Shaving – Patients often wonder if it would be helpful to shave an area prior to surgery. Sharp (razor) shaving causes micro-trauma to the skin surface, which can increase the risk of peri-operative wound infection. I do not recommend pre op shaving of the surgical site though removing hair with electrical clippers would not be an issue if a patient wished to do so.
In surgery I aim to remove only the necessary amount of hair to perform the procedure safely and adequately. I can perform surgery through minimal hair shave incisions if requested by the patient.
Eating and drinking:
You must not eat or drink for a minimum of six hours prior to general anaesthesia or sedation. If your procedure is in the morning this means nothing to eat or drink after midnight. Just in case the list order changes even if your surgery is planned for the afternoon we would usually advise no eating or drinking on the day of surgery. Your anaesthetist may sometimes allow a small amount of water up to two hours before the procedure, but only have this if the anaesthetist advises you can specifically.

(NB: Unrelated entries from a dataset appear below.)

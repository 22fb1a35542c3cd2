//! Per-file ownership distribution.
//!
//! An author "owns" the lines they added and did not take back: each
//! author's stake in a file is `added - removed`, floored at zero. The top
//! two stakeholders are reported as fractions of the file's total net lines.

use serde::Serialize;

use crate::index::{AuthorLines, ChangeIndex};

/// Who owns one file.
///
/// # Examples
///
/// ```
/// use strata_engine::ownership::FileOwnership;
///
/// let ownership = FileOwnership {
///     path: "src/main.rs".into(),
///     top_author_name: "alice".into(),
///     top_author_email: "alice@example.com".into(),
///     top_author_pct: 0.8,
///     second_author_name: "bob".into(),
///     second_author_email: "bob@example.com".into(),
///     second_author_pct: 0.2,
///     contributor_count: 2,
///     total_lines: 100,
/// };
/// assert!(ownership.top_author_pct + ownership.second_author_pct <= 1.0);
/// ```
#[derive(Debug, Clone, PartialEq, Serialize)]
pub struct FileOwnership {
    /// Logical file path relative to repo root.
    pub path: String,
    /// Display name of the largest stakeholder.
    pub top_author_name: String,
    /// Email of the largest stakeholder.
    pub top_author_email: String,
    /// `top_net / total_lines`.
    pub top_author_pct: f64,
    /// Display name of the runner-up, empty with fewer than two authors.
    pub second_author_name: String,
    /// Email of the runner-up, empty with fewer than two authors.
    pub second_author_email: String,
    /// `second_net / total_lines`, 0 with fewer than two authors.
    pub second_author_pct: f64,
    /// Distinct authors with any change to the file.
    pub contributor_count: u32,
    /// Sum of every author's net lines.
    pub total_lines: u64,
}

/// Compute ownership for every file with a positive net line total.
///
/// Authors are ranked by net lines descending, then email ascending. The
/// result is sorted by `top_author_pct` descending, `total_lines`
/// descending, then path ascending.
///
/// # Examples
///
/// ```
/// use strata_engine::exclude::ExcludeSet;
/// use strata_engine::index::ChangeIndex;
/// use strata_engine::mining::{ChangeStatus, CommitInfo, FileChange};
/// use strata_engine::ownership::analyze_ownership;
///
/// let commits = vec![CommitInfo {
///     hash: "abc".into(),
///     author: "alice".into(),
///     email: "alice@example.com".into(),
///     timestamp: 1000,
///     position: 0,
///     parent_count: 0,
///     message: "init".into(),
///     files_changed: vec![FileChange {
///         path: "main.rs".into(),
///         lines_added: 50,
///         lines_deleted: 0,
///         status: ChangeStatus::Added,
///     }],
/// }];
/// let index = ChangeIndex::build(commits, &ExcludeSet::default());
/// let files = analyze_ownership(&index);
/// assert_eq!(files[0].top_author_pct, 1.0);
/// assert_eq!(files[0].second_author_email, "");
/// ```
pub fn analyze_ownership(index: &ChangeIndex) -> Vec<FileOwnership> {
    let mut files = Vec::new();

    for file in index.files() {
        let total_lines: u64 = file.authors.values().map(AuthorLines::net).sum();
        if total_lines == 0 {
            continue;
        }

        let mut ranked: Vec<(&str, u64)> = file
            .authors
            .iter()
            .map(|(email, lines)| (email.as_str(), lines.net()))
            .collect();
        ranked.sort_by(|a, b| b.1.cmp(&a.1).then_with(|| a.0.cmp(b.0)));

        let share = |net: u64| net as f64 / total_lines as f64;
        let (top_email, top_net) = ranked[0];
        let (second_email, second_net) = ranked.get(1).copied().unwrap_or(("", 0));

        files.push(FileOwnership {
            path: file.path.clone(),
            top_author_name: display_name(index, top_email),
            top_author_email: top_email.to_string(),
            top_author_pct: share(top_net),
            second_author_name: display_name(index, second_email),
            second_author_email: second_email.to_string(),
            second_author_pct: share(second_net),
            contributor_count: ranked.len() as u32,
            total_lines,
        });
    }

    files.sort_by(|a, b| {
        b.top_author_pct
            .total_cmp(&a.top_author_pct)
            .then_with(|| b.total_lines.cmp(&a.total_lines))
            .then_with(|| a.path.cmp(&b.path))
    });
    files
}

fn display_name(index: &ChangeIndex, email: &str) -> String {
    if email.is_empty() {
        return String::new();
    }
    index
        .contributor(email)
        .map_or_else(|| email.to_string(), |c| c.name.clone())
}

Blood Thinning medications:
Medicines such as Warfarin, Clexane, Clopidogrel (Plavix /Iscover/Piax) aspirin and dipyridamol are designed to thin the blood and reduce the chance of blood clotting. Whilst these are very important medications, they may significantly increase the risks of any surgery, but particularly brain and spine surgery. In order to perform the surgery safely a plan must be made for stopping the medications. The duration of stopping the medicines will depend on how critically reliant you are on the medicines in the short term. We will together with the doctor who prescribed the medicines make a plan for both stopping and restarting the medications around the time of surgery. This is a very important step and if you are taking these medications you must inform me and understand the plan we make. If you have any questions about these medicines it is best to discuss them at least two weeks before your surgery as some of the medications take this amount of time to fully leave your system.
What to bring to hospital:
How to plan for after the surgery
Following discharge you will most likely need help at home. Ensure that your support network are well prepared and are on hand to provide assistance. Whatever surgery you have had, you will be fatigued and will tire more quickly than usual. This will mean your activities are reduced and you will most likely need time off work. We will discuss this prior to your surgery.
Rehabilitation:
If you are recovering from a functional deficit you may require rehabilitation to maximize your recovery. This will mean spending extra time in a rehabilitation facility before going home where there is more limited access to medical staff but lots of physiotherapy and other therapists to ensure your return to home is smooth and safe. If you have a limited support network at home rehabilitation may also be suitable to provide you with support until you are functionally more recovered.